The Life Institute’s “Rethink Abortion” rally took place outside Leinster House last night.
The protest came in light of the ongoing review of the 2018 abortion legislation.
Attracting a crowd of around 300, the protest sought to draw attention to the reality of abortion in Ireland under the current legislation, and promote the pro-life message as the review proceeds.
Organisers stated their opposition to the review being used as a means to further liberalise abortion laws within the country, which seems to be the intention of many in government.
A press release prior to the rally argued that the review must take into consideration high abortion rates, late-term abortions, abortions targeting the disabled, and pressure being placed on parents to abort.

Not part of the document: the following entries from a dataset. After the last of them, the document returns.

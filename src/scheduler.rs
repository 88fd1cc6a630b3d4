use std::time::Duration;

use tokio::task::JoinHandle;
use tokio::time::MissedTickBehavior;

use crate::error::TokenError;
use crate::oauth::{ManagerState, TokenManager};

/// Periodically asks the manager for a fresh token so credentials stay warm
/// without traffic. Failures are logged and left for the next tick.
#[derive(Debug, Clone)]
pub struct RefreshScheduler {
    manager: TokenManager,
    interval: Duration,
    timeout: Option<Duration>,
}

impl RefreshScheduler {
    pub fn new(manager: TokenManager, interval: Duration) -> Self {
        Self {
            manager,
            interval,
            timeout: None,
        }
    }

    pub fn with_timeout(mut self, timeout: Duration) -> Self {
        self.timeout = Some(timeout);
        self
    }

    /// One proactive check. The error is returned for callers that care, the
    /// run loop ignores it.
    pub async fn tick(&self) -> Result<(), TokenError> {
        let before = self.manager.state();
        match self.manager.ensure_fresh(self.timeout).await {
            Ok(_) => {
                if before != ManagerState::Fresh {
                    tracing::info!("Scheduled refresh completed");
                } else {
                    tracing::trace!("Token still fresh");
                }
                Ok(())
            }
            Err(TokenError::MissingCredentials) => {
                tracing::warn!("No credentials to keep fresh; run `tokenkeeper auth`");
                Err(TokenError::MissingCredentials)
            }
            Err(e) => {
                tracing::warn!("Scheduled refresh failed ({}): {e}", e.code());
                Err(e)
            }
        }
    }

    /// Run forever on a background task; abort the handle to stop.
    pub fn spawn(self) -> JoinHandle<()> {
        tokio::spawn(async move { self.run().await })
    }

    pub async fn run(&self) {
        let mut ticker = tokio::time::interval(self.interval);
        ticker.set_missed_tick_behavior(MissedTickBehavior::Delay);
        tracing::info!(
            "Refresh scheduler started (every {}s)",
            self.interval.as_secs()
        );
        loop {
            ticker.tick().await;
            let _ = self.tick().await;
        }
    }
}
use std::str::FromStr;

use reqwest::Method;

use crate::client::ApiClient;
use crate::config::load_config;
use crate::error::TokenError;

fn parse_method(method: &str) -> Result<Method, TokenError> {
    Method::from_str(&method.to_ascii_uppercase()).map_err(|_| TokenError::ConfigError {
        path: "<args>".into(),
        detail: format!("Invalid HTTP method '{method}'"),
    })
}

fn parse_body(data: Option<&str>) -> Result<Option<serde_json::Value>, TokenError> {
    data.map(|raw| {
        serde_json::from_str(raw).map_err(|e| TokenError::ConfigError {
            path: "<args>".into(),
            detail: format!("--data is not valid JSON: {e}"),
        })
    })
    .transpose()
}

/// Send one authenticated request and print the response.
pub async fn run_request(
    config_path: Option<&str>,
    method: &str,
    path: &str,
    data: Option<&str>,
) -> Result<(), TokenError> {
    let method = parse_method(method)?;
    let body = parse_body(data)?;
    let config = load_config(config_path)?;
    let token_timeout = config.request_timeout();
    let manager = crate::open_manager(config).await?;
    let client = ApiClient::new(manager)?.with_token_timeout(token_timeout);

    let resp = client.execute(method, path, body.as_ref()).await?;
    let status = resp.status();
    let text = resp.text().await?;

    eprintln!("HTTP {status}");
    match serde_json::from_str::<serde_json::Value>(&text) {
        Ok(value) => println!("{}", serde_json::to_string_pretty(&value).unwrap_or(text)),
        Err(_) => println!("{text}"),
    }
    Ok(())
}

#[cfg(test)]
mod tests {
    use super::*;

    #[test]
    fn method_is_case_insensitive() {
        assert_eq!(parse_method("get").unwrap(), Method::GET);
        assert_eq!(parse_method("Post").unwrap(), Method::POST);
    }

    #[test]
    fn invalid_method_is_rejected() {
        assert!(parse_method("NOT A METHOD").is_err());
    }

    #[test]
    fn body_must_be_json() {
        assert!(parse_body(None).unwrap().is_none());
        assert_eq!(
            parse_body(Some(r#"{"a":1}"#)).unwrap(),
            Some(serde_json::json!({"a": 1}))
        );
        assert!(parse_body(Some("{oops")).unwrap_err().to_string().contains("--data"));
    }
}
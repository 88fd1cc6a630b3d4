use colored::Colorize;

use crate::error::TokenError;
use crate::oauth::{ManagerState, TokenStatus};

fn state_label(state: ManagerState, is_tty: bool) -> String {
    let label = state.to_string();
    if !is_tty {
        return label;
    }
    match state {
        ManagerState::Fresh => label.green().bold().to_string(),
        ManagerState::ExpiringSoon | ManagerState::RefreshInFlight => {
            label.yellow().bold().to_string()
        }
        ManagerState::NoCredentials => label.red().bold().to_string(),
    }
}

/// Human-readable status block.
pub fn format_status(status: &TokenStatus, location: &str, is_tty: bool) -> String {
    let fmt_time = |t: Option<chrono::DateTime<chrono::Utc>>| {
        t.map(|at| at.to_rfc3339())
            .unwrap_or_else(|| "-".to_string())
    };
    let mut out = String::new();
    out.push_str(&format!("State:       {}\n", state_label(status.state, is_tty)));
    out.push_str(&format!("Credentials: {}\n", location));
    out.push_str(&format!("Obtained at: {}\n", fmt_time(status.obtained_at)));
    out.push_str(&format!("Expires at:  {}\n", fmt_time(status.expires_at)));
    out
}

pub fn print_status(status: &TokenStatus, location: &str, json: bool, is_tty: bool) {
    if json {
        println!(
            "{}",
            serde_json::to_string_pretty(status).unwrap_or_default()
        );
    } else {
        print!("{}", format_status(status, location, is_tty));
    }
}

pub fn print_error(err: &TokenError, json_mode: bool) {
    if json_mode {
        println!(
            "{}",
            serde_json::to_string_pretty(&err.to_json()).unwrap_or_default()
        );
    } else {
        eprintln!("Error: {err}");
    }
}
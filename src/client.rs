use std::time::Duration;

use reqwest::{Method, StatusCode};

use crate::error::TokenError;
use crate::oauth::TokenManager;

/// Calls the protected API with the manager's bearer token.
///
/// A 401 triggers one forced refresh and one retry; a second 401 is final.
#[derive(Debug, Clone)]
pub struct ApiClient {
    manager: TokenManager,
    base_url: String,
    token_timeout: Option<Duration>,
}

impl ApiClient {
    /// Client for the configured `apiBaseUrl`.
    pub fn new(manager: TokenManager) -> Result<Self, TokenError> {
        let base_url = manager
            .config()
            .api_base_url
            .clone()
            .ok_or_else(|| TokenError::ConfigError {
                path: "<config>".into(),
                detail: "Missing 'apiBaseUrl' for API requests".into(),
            })?;
        Ok(Self::with_base_url(manager, base_url))
    }

    pub fn with_base_url(manager: TokenManager, base_url: impl Into<String>) -> Self {
        Self {
            manager,
            base_url: base_url.into(),
            token_timeout: None,
        }
    }

    /// Bound how long a request may wait for a token refresh.
    pub fn with_token_timeout(mut self, timeout: Duration) -> Self {
        self.token_timeout = Some(timeout);
        self
    }

    fn url(&self, path: &str) -> String {
        if path.starts_with("http://") || path.starts_with("https://") {
            return path.to_string();
        }
        format!(
            "{}/{}",
            self.base_url.trim_end_matches('/'),
            path.trim_start_matches('/')
        )
    }

    /// Send a request, retrying once with a refreshed token on 401.
    ///
    /// Any other status comes back untouched for the caller to interpret.
    pub async fn execute(
        &self,
        method: Method,
        path: &str,
        body: Option<&serde_json::Value>,
    ) -> Result<reqwest::Response, TokenError> {
        let token = self.manager.ensure_fresh(self.token_timeout).await?;
        let resp = self.send(&method, path, body, &token).await?;
        if resp.status() != StatusCode::UNAUTHORIZED {
            return Ok(resp);
        }

        tracing::warn!("{method} {path} rejected with 401; refreshing credentials");
        let token = self
            .manager
            .refresh_rejected(&token, self.token_timeout)
            .await?;
        let retry = self.send(&method, path, body, &token).await?;
        if retry.status() == StatusCode::UNAUTHORIZED {
            tracing::error!("{method} {path} still rejected after refresh");
            return Err(TokenError::AuthenticationRejected {
                path: path.to_string(),
            });
        }
        Ok(retry)
    }

    async fn send(
        &self,
        method: &Method,
        path: &str,
        body: Option<&serde_json::Value>,
        token: &str,
    ) -> Result<reqwest::Response, TokenError> {
        let mut req = self
            .manager
            .http()
            .request(method.clone(), self.url(path))
            .bearer_auth(token)
            .header(reqwest::header::ACCEPT, "application/json");
        if let Some(body) = body {
            req = req.json(body);
        }
        tracing::debug!("{method} {path}");
        Ok(req.send().await?)
    }
}
use std::collections::BTreeMap;
use std::path::PathBuf;
use std::time::Duration;

use serde::{Deserialize, Serialize};

pub const DEFAULT_SAFETY_WINDOW_SECS: u64 = 300;
pub const DEFAULT_REFRESH_INTERVAL_SECS: u64 = 300;
pub const DEFAULT_REQUEST_TIMEOUT_SECS: u64 = 20;
pub const DEFAULT_LISTEN: &str = "127.0.0.1:8080";

/// Process-wide client credentials and tuning, loaded once at startup.
#[derive(Clone, Serialize, Deserialize)]
#[serde(rename_all = "camelCase")]
pub struct KeeperConfig {
    #[serde(default)]
    pub client_id: String,
    #[serde(default)]
    pub client_secret: String,
    #[serde(default)]
    pub authorize_url: String,
    #[serde(default)]
    pub token_url: String,
    #[serde(default)]
    pub redirect_uri: String,
    #[serde(default)]
    pub scope: String,
    #[serde(default)]
    pub api_base_url: Option<String>,
    #[serde(default = "default_safety_window")]
    pub safety_window_secs: u64,
    #[serde(default = "default_refresh_interval")]
    pub refresh_interval_secs: u64,
    #[serde(default = "default_request_timeout")]
    pub request_timeout_secs: u64,
    #[serde(default)]
    pub token_file: Option<PathBuf>,
    #[serde(default)]
    pub listen: Option<String>,
    #[serde(default)]
    pub extra_auth_params: BTreeMap<String, String>,
}

fn default_safety_window() -> u64 {
    DEFAULT_SAFETY_WINDOW_SECS
}

fn default_refresh_interval() -> u64 {
    DEFAULT_REFRESH_INTERVAL_SECS
}

fn default_request_timeout() -> u64 {
    DEFAULT_REQUEST_TIMEOUT_SECS
}

impl Default for KeeperConfig {
    fn default() -> Self {
        Self {
            client_id: String::new(),
            client_secret: String::new(),
            authorize_url: String::new(),
            token_url: String::new(),
            redirect_uri: String::new(),
            scope: String::new(),
            api_base_url: None,
            safety_window_secs: DEFAULT_SAFETY_WINDOW_SECS,
            refresh_interval_secs: DEFAULT_REFRESH_INTERVAL_SECS,
            request_timeout_secs: DEFAULT_REQUEST_TIMEOUT_SECS,
            token_file: None,
            listen: None,
            extra_auth_params: BTreeMap::new(),
        }
    }
}

impl std::fmt::Debug for KeeperConfig {
    fn fmt(&self, f: &mut std::fmt::Formatter<'_>) -> std::fmt::Result {
        f.debug_struct("KeeperConfig")
            .field("client_id", &self.client_id)
            .field("client_secret", &"<redacted>")
            .field("authorize_url", &self.authorize_url)
            .field("token_url", &self.token_url)
            .field("redirect_uri", &self.redirect_uri)
            .field("scope", &self.scope)
            .field("api_base_url", &self.api_base_url)
            .field("safety_window_secs", &self.safety_window_secs)
            .field("token_file", &self.token_file)
            .finish_non_exhaustive()
    }
}

impl KeeperConfig {
    pub fn safety_window(&self) -> Duration {
        Duration::from_secs(self.safety_window_secs)
    }

    pub fn refresh_interval(&self) -> Duration {
        Duration::from_secs(self.refresh_interval_secs.max(1))
    }

    pub fn request_timeout(&self) -> Duration {
        Duration::from_secs(self.request_timeout_secs)
    }

    /// Credential file location, defaulting to `~/.tokenkeeper/tokens.json`.
    pub fn token_file_path(&self) -> PathBuf {
        match &self.token_file {
            Some(path) => path.clone(),
            None => dirs::home_dir()
                .unwrap_or_else(|| PathBuf::from("."))
                .join(".tokenkeeper")
                .join("tokens.json"),
        }
    }

    pub fn listen_addr(&self) -> &str {
        self.listen.as_deref().unwrap_or(DEFAULT_LISTEN)
    }
}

It also recommended that the 3-day waiting period be retained.
Niamh Uí Bhriain’s speech opened proceedings, describing the number of abortions taking place within the state under the current legislation:
“13,243 children were killed by abortion in two years, that’s more than the population of Arklow, more than the population of Santry…and we’re here to say that must stop”.
Uí Bhrian drew attention to the fact that the figures constitute the equivalent of 529 primary school classes (based on average class size). A nationwide billboard campaign highlighting such high abortion figures has taken place in recent weeks, and generated considerable publicity.
Peadar Toibín TD addressed the crowd next, noting the need for on the ground pro-life activism and stating that those fighting abortion stood on the right side of history.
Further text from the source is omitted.